Texas Non-Profit Hit Hard By Fed Sequestration Cuts

Addiction Treatment Industry Newswire
09/10/2013 –ATIN – In an example of how the breakdown of bi-partisan cooperation at the federal government level has hit and harmed addiction treatment drug rehab alcohol rehab centers, a Texas non-profit focused on meeting the needs of women has lost funding responsible for nearly 10 percent of its annual budget as a result of the series of automatic federal budget cuts known as sequestration. The sudden and unexpected nature of the loss of two federal grants compounded the problem because planning a transition to new funding sources in an orderly manner was not possible.

Alpha Home

Venerable Alpha Home, a nearly 50-yr-old San Antonio center with a heavy mandate and mission of treating pregnant women, has seen $300K of its approximately $3.2M annual budget suddenly jerked out from under it by sequestration. Sequestration refers to the $1.2 trillion automatic federal spending cuts spread over the next 10 years, and which went into effect in March. Roughly $85 billion in cuts are slated for this year. The cuts are across-the-board and indiscriminate, and completely fail to take into account the setting of policy priorities. That, ultimately, is the job description of a politician, to set policy priorities, and sequestration is reflective of the utter dysfunction of the highly polarized political stasis that has overwhelmed the federal government recently.

Unit Basis

The pulling of the $300K in federal treatment grants has a serious effect on Alpha Home that is outsize in relation to the 10 percent cut because Alpha Home is not self-supporting on a unit basis. The $74 it gets per client from Texas Medicaid payments doesn’t cover the full cost of each client and thus the federal grants play an outsize role in the financial health the organization and their loss cascades through Alpha Home with MUCH more deleterious effect than at a, for example, South Florida for-profit.
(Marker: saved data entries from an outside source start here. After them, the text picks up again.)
//! Character runtime state.
//!
//! A [`Character`] is split into two halves so the effect registry can be
//! iterated while its owner is mutated: [`CharacterCore`] holds everything
//! except the effects, and [`EffectRegistry`] holds the effects. Registry
//! methods take `&mut CharacterCore` for the owner.
//!
//! Other characters are only ever seen through a [`CombatantSnapshot`],
//! an owned copy of the fields combat formulas read. Snapshots are looked
//! up by id in a [`Roster`] each time they are needed, so an effect never
//! holds a reference to its caster.

use std::collections::{BTreeMap, VecDeque};

use rair_types::{
    Alignment, CharacterId, CharacterKind, CharacterState, NpcView, Position, SpawnerId, Stat,
};
use serde::Deserialize;

use crate::effects::EffectRegistry;
use crate::pool::ResourcePool;
use crate::stats::StatBlock;

/// Snapshots of every character in a world, keyed by id.
pub type Roster = BTreeMap<CharacterId, CombatantSnapshot>;

/// Everything about a character except its effects.
#[derive(Debug, Clone)]
pub struct CharacterCore {
    /// Unique id.
    pub id: CharacterId,
    /// Display name.
    pub name: String,
    /// Player or NPC.
    pub kind: CharacterKind,
    /// Level.
    pub level: u32,
    /// Alignment.
    pub alignment: Alignment,
    /// Position on the map.
    pub position: Position,
    /// Ticks remaining in combat. Zero means out of combat.
    pub combat_ticks: u32,
    /// Hostility toward other characters.
    pub aggro: BTreeMap<CharacterId, i64>,
    /// Trait levels by name.
    pub traits: BTreeMap<String, u32>,
    /// Skill levels by name.
    pub skills: BTreeMap<String, u32>,
    /// Spawner that owns this NPC.
    pub spawner: Option<SpawnerId>,
    /// Master of a summoned pet.
    pub owner: Option<CharacterId>,
    /// Pets this character has summoned.
    pub pets: Vec<CharacterId>,
    /// Survives removal of its spawner.
    pub permanent: bool,
    /// Ticks until hunger sets in. `None` for characters that never starve.
    pub hunger_ticks: Option<u32>,
    stats: StatBlock,
    hp: ResourcePool,
    mp: ResourcePool,
    dead: bool,
}

impl CharacterCore {
    /// Create a character at full health and mana from base stats.
    pub fn new(
        id: CharacterId,
        name: impl Into<String>,
        kind: CharacterKind,
        base: BTreeMap<Stat, i64>,
    ) -> Self {
        let stats = StatBlock::from_base(base);
        let hp = ResourcePool::full(stats.get(Stat::Hp));
        let mp = ResourcePool::full(stats.get(Stat::Mp));
        Self {
            id,
            name: name.into(),
            kind,
            level: 1,
            alignment: Alignment::default(),
            position: Position::default(),
            combat_ticks: 0,
            aggro: BTreeMap::new(),
            traits: BTreeMap::new(),
            skills: BTreeMap::new(),
            spawner: None,
            owner: None,
            pets: Vec::new(),
            permanent: false,
            hunger_ticks: None,
            stats,
            hp,
            mp,
            dead: false,
        }
    }

    /// Effective stat value.
    pub fn stat(&self, stat: Stat) -> i64 {
        self.stats.get(stat)
    }

    /// Read access to the stat block.
    pub const fn stats(&self) -> &StatBlock {
        &self.stats
    }

    /// Overwrite a base stat. Resource maxima follow `Hp` and `Mp`.
    pub fn set_base_stat(&mut self, stat: Stat, value: i64) {
        self.stats.set_base(stat, value);
        self.sync_pool_maxima();
    }

    /// Shift a stat bonus. Used by the effect engine, which records every
    /// delta so it can be reversed exactly.
    pub fn adjust_bonus(&mut self, stat: Stat, delta: i64) {
        self.stats.adjust_bonus(stat, delta);
        if matches!(stat, Stat::Hp | Stat::Mp) {
            self.sync_pool_maxima();
        }
    }

    fn sync_pool_maxima(&mut self) {
        self.hp.set_maximum(self.stats.get(Stat::Hp));
        self.mp.set_maximum(self.stats.get(Stat::Mp));
    }

    /// Health pool.
    pub const fn hp(&self) -> &ResourcePool {
        &self.hp
    }

    /// Mana pool.
    pub const fn mp(&self) -> &ResourcePool {
        &self.mp
    }

    /// Remove health. Returns the amount removed.
    pub fn take_damage(&mut self, amount: i64) -> i64 {
        self.hp.drain(amount)
    }

    /// Restore health. Returns the amount restored.
    pub fn heal(&mut self, amount: i64) -> i64 {
        if self.dead {
            return 0;
        }
        self.hp.restore(amount)
    }

    /// Remove mana. Returns the amount removed.
    pub fn drain_mana(&mut self, amount: i64) -> i64 {
        self.mp.drain(amount)
    }

    /// Restore mana. Returns the amount restored.
    pub fn restore_mana(&mut self, amount: i64) -> i64 {
        self.mp.restore(amount)
    }

    /// Set current health and mana directly, clamped.
    pub fn set_pools(&mut self, hp: i64, mp: i64) {
        self.hp = ResourcePool::with_current(hp, self.stats.get(Stat::Hp));
        self.mp = ResourcePool::with_current(mp, self.stats.get(Stat::Mp));
    }

    /// Whether the character is dead.
    pub const fn is_dead(&self) -> bool {
        self.dead
    }

    /// Flag the character dead and empty its health.
    pub fn mark_dead(&mut self) {
        self.dead = true;
        let current = self.hp.current();
        self.hp.drain(current);
    }

    /// Bring the character back with full health and mana.
    pub const fn revive(&mut self) {
        self.dead = false;
        self.hp.refill();
        self.mp.refill();
    }

    /// Whether the character is a player.
    pub fn is_player(&self) -> bool {
        self.kind == CharacterKind::Player
    }

    /// Level of a named trait, zero when absent.
    pub fn trait_level(&self, name: &str) -> u32 {
        self.traits.get(name).copied().unwrap_or(0)
    }

    /// Level of a named skill, zero when absent.
    pub fn skill_level(&self, name: &str) -> u32 {
        self.skills.get(name).copied().unwrap_or(0)
    }

    /// Add threat toward `other`.
    pub fn add_aggro(&mut self, other: CharacterId, amount: i64) {
        if other == self.id || amount <= 0 {
            return;
        }
        let entry = self.aggro.entry(other).or_insert(0);
        *entry = entry.saturating_add(amount);
    }

    /// The character this one hates most, ties broken by id order.
    pub fn highest_aggro(&self) -> Option<CharacterId> {
        self.aggro
            .iter()
            .max_by(|a, b| a.1.cmp(b.1).then_with(|| b.0.cmp(a.0)))
            .map(|(id, _)| *id)
    }

    /// Refresh the in-combat countdown.
    pub fn engage(&mut self, ticks: u32) {
        self.combat_ticks = self.combat_ticks.max(ticks);
    }

    /// Whether the in-combat countdown is running.
    pub const fn in_combat(&self) -> bool {
        self.combat_ticks > 0
    }

    /// Owned copy of the fields other characters' formulas read.
    pub fn snapshot(&self) -> CombatantSnapshot {
        CombatantSnapshot {
            id: self.id,
            name: self.name.clone(),
            kind: self.kind,
            level: self.level,
            alignment: self.alignment,
            position: self.position,
            stats: self.stats.effective(),
            traits: self.traits.clone(),
            skills: self.skills.clone(),
            hp: self.hp.current(),
            dead: self.dead,
            owner: self.owner,
        }
    }

    /// Client view.
    pub fn view(&self) -> NpcView {
        NpcView {
            id: self.id,
            name: self.name.clone(),
            kind: self.kind,
            position: self.position,
            level: self.level,
            hp: self.hp.current(),
            max_hp: self.hp.maximum(),
        }
    }
}

/// Read-only copy of another character, taken at the start of a phase.
#[derive(Debug, Clone, PartialEq, Eq)]
pub struct CombatantSnapshot {
    /// Character id.
    pub id: CharacterId,
    /// Display name.
    pub name: String,
    /// Player or NPC.
    pub kind: CharacterKind,
    /// Level.
    pub level: u32,
    /// Alignment.
    pub alignment: Alignment,
    /// Position.
    pub position: Position,
    /// Effective stats.
    pub stats: BTreeMap<Stat, i64>,
    /// Trait levels.
    pub traits: BTreeMap<String, u32>,
    /// Skill levels.
    pub skills: BTreeMap<String, u32>,
    /// Current health.
    pub hp: i64,
    /// Dead flag.
    pub dead: bool,
    /// Pet owner.
    pub owner: Option<CharacterId>,
}

impl CombatantSnapshot {
    /// Effective stat value, zero when absent.
    pub fn stat(&self, stat: Stat) -> i64 {
        self.stats.get(&stat).copied().unwrap_or(0)
    }

    /// Trait level, zero when absent.
    pub fn trait_level(&self, name: &str) -> u32 {
        self.traits.get(name).copied().unwrap_or(0)
    }

    /// Skill level, zero when absent.
    pub fn skill_level(&self, name: &str) -> u32 {
        self.skills.get(name).copied().unwrap_or(0)
    }
}

/// What to discard when a full action queue receives another command.
#[derive(Debug, Clone, Copy, Default, PartialEq, Eq, Deserialize)]
#[serde(rename_all = "snake_case")]
pub enum QueueOverflow {
    /// Drop the oldest queued command to make room.
    #[default]
    DropOldest,
    /// Refuse the incoming command.
    DropNewest,
}

/// Bounded FIFO of raw command lines.
#[derive(Debug, Clone)]
pub struct ActionQueue {
    lines: VecDeque<String>,
    capacity: usize,
    overflow: QueueOverflow,
}

impl ActionQueue {
    /// An empty queue. A capacity of zero is raised to one.
    pub fn new(capacity: usize, overflow: QueueOverflow) -> Self {
        Self {
            lines: VecDeque::new(),
            capacity: capacity.max(1),
            overflow,
        }
    }

    /// Queue a command. Returns `false` if it was refused.
    pub fn push(&mut self, line: String) -> bool {
        if self.lines.len() >= self.capacity {
            match self.overflow {
                QueueOverflow::DropOldest => {
                    self.lines.pop_front();
                }
                QueueOverflow::DropNewest => return false,
            }
        }
        self.lines.push_back(line);
        true
    }

    /// Take the next command.
    pub fn pop(&mut self) -> Option<String> {
        self.lines.pop_front()
    }

    /// Discard everything.
    pub fn clear(&mut self) {
        self.lines.clear();
    }

    /// Number of queued commands.
    pub fn len(&self) -> usize {
        self.lines.len()
    }

    /// Whether nothing is queued.
    pub fn is_empty(&self) -> bool {
        self.lines.is_empty()
    }
}

impl Default for ActionQueue {
    fn default() -> Self {
        Self::new(5, QueueOverflow::DropOldest)
    }
}

/// A character: core state, active effects, and queued commands.
#[derive(Debug)]
pub struct Character {
    /// Everything but effects.
    pub core: CharacterCore,
    /// Active effects in application order.
    pub effects: EffectRegistry,
    /// Queued player commands.
    pub actions: ActionQueue,
}

impl Character {
    /// Wrap a core with no effects and a default queue.
    pub fn new(core: CharacterCore) -> Self {
        Self {
            core,
            effects: EffectRegistry::default(),
            actions: ActionQueue::default(),
        }
    }

    /// Character id.
    pub const fn id(&self) -> CharacterId {
        self.core.id
    }

    /// Whether the character may execute commands this tick.
    pub fn can_act(&self) -> bool {
        !self.core.is_dead() && !self.effects.prevents_action()
    }

    /// Build a player from saved state. Saved effects are not applied here;
    /// see [`crate::effects::restore_effects`].
    pub fn from_state(state: &CharacterState, actions: ActionQueue) -> Self {
        let mut core = CharacterCore::new(
            state.id,
            state.name.clone(),
            CharacterKind::Player,
            state.stats.clone(),
        );
        core.level = state.level;
        core.alignment = state.alignment;
        core.position = state.position;
        core.traits.clone_from(&state.traits);
        core.skills.clone_from(&state.skills);
        core.hunger_ticks = state.hunger_ticks;
        core.set_pools(state.hp, state.mp);
        if state.hp <= 0 {
            core.mark_dead();
        }
        Self {
            core,
            effects: EffectRegistry::default(),
            actions,
        }
    }

    /// Saved form of this character.
    pub fn to_state(&self, map: &str) -> CharacterState {
        CharacterState {
            id: self.core.id,
            name: self.core.name.clone(),
            map: map.to_owned(),
            level: self.core.level,
            alignment: self.core.alignment,
            position: self.core.position,
            stats: self.core.stats.base().clone(),
            hp: self.core.hp.current(),
            mp: self.core.mp.current(),
            hunger_ticks: self.core.hunger_ticks,
            traits: self.core.traits.clone(),
            skills: self.core.skills.clone(),
            effects: self.effects.persisted(),
        }
    }
}

#[cfg(test)]
#[allow(clippy::unwrap_used)]
mod tests {
    use super::*;

    fn core_with_hp(hp: i64) -> CharacterCore {
        CharacterCore::new(
            CharacterId::new(),
            "Tester",
            CharacterKind::Player,
            BTreeMap::from([(Stat::Hp, hp), (Stat::Mp, 10)]),
        )
    }

    #[test]
    fn pools_start_full() {
        let core = core_with_hp(40);
        assert_eq!(core.hp().current(), 40);
        assert_eq!(core.mp().current(), 10);
    }

    #[test]
    fn hp_bonus_raises_maximum_and_removal_clamps() {
        let mut core = core_with_hp(40);
        core.adjust_bonus(Stat::Hp, 15);
        assert_eq!(core.hp().maximum(), 55);
        core.heal(15);
        assert_eq!(core.hp().current(), 55);
        core.adjust_bonus(Stat::Hp, -15);
        assert_eq!(core.hp().current(), 40);
    }

    #[test]
    fn highest_aggro_prefers_larger_threat() {
        let mut core = core_with_hp(10);
        let a = CharacterId::new();
        let b = CharacterId::new();
        core.add_aggro(a, 3);
        core.add_aggro(b, 7);
        assert_eq!(core.highest_aggro(), Some(b));
        core.add_aggro(core.id, 100);
        assert!(!core.aggro.contains_key(&core.id));
    }

    #[test]
    fn dead_characters_do_not_heal() {
        let mut core = core_with_hp(10);
        core.mark_dead();
        assert_eq!(core.heal(5), 0);
        core.revive();
        assert_eq!(core.hp().current(), 10);
    }

    #[test]
    fn queue_drop_oldest_keeps_newest() {
        let mut q = ActionQueue::new(2, QueueOverflow::DropOldest);
        assert!(q.push("a".to_owned()));
        assert!(q.push("b".to_owned()));
        assert!(q.push("c".to_owned()));
        assert_eq!(q.pop().as_deref(), Some("b"));
        assert_eq!(q.pop().as_deref(), Some("c"));
    }

    #[test]
    fn queue_drop_newest_refuses() {
        let mut q = ActionQueue::new(1, QueueOverflow::DropNewest);
        assert!(q.push("a".to_owned()));
        assert!(!q.push("b".to_owned()));
        assert_eq!(q.len(), 1);
        assert_eq!(q.pop().as_deref(), Some("a"));
    }

    #[test]
    fn state_round_trip_keeps_base_stats() {
        let mut state = CharacterState::fresh(CharacterId::new(), "Frodo", 30);
        state.hp = 12;
        state.position = Position::new(3, 4);
        let character = Character::from_state(&state, ActionQueue::default());
        assert_eq!(character.core.hp().current(), 12);
        let saved = character.to_state("shire");
        assert_eq!(saved.hp, 12);
        assert_eq!(saved.position, Position::new(3, 4));
        assert_eq!(saved.map, "shire");
        assert_eq!(saved.stats.get(&Stat::Hp), Some(&30));
    }
}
These organizations overwhelmingly rely on out-of-network reimbursements of the well-insured with per client daily rates that are self-supporting on a unit basis and in most cases are indeed quite profitable for the treatment entrepreneurs that own centers in the nation’s largest “destination” addiction treatment market.

Preventive Medicine

And it makes little sense to pull the infinitesimally tiny $300K from Alpha Home on a policy basis. There are few things that are as tragic to witness and more expensive over a lifetime in terms of human and societal costs than a crack or feral baby. That tiny federal spend goes to heart of what it means to have a medical system that is efficient, preventive and pro-active as opposed to the system we have now, which is grossly inefficient, reactive and hugely reliant on very expensive last minute acute medical interventions.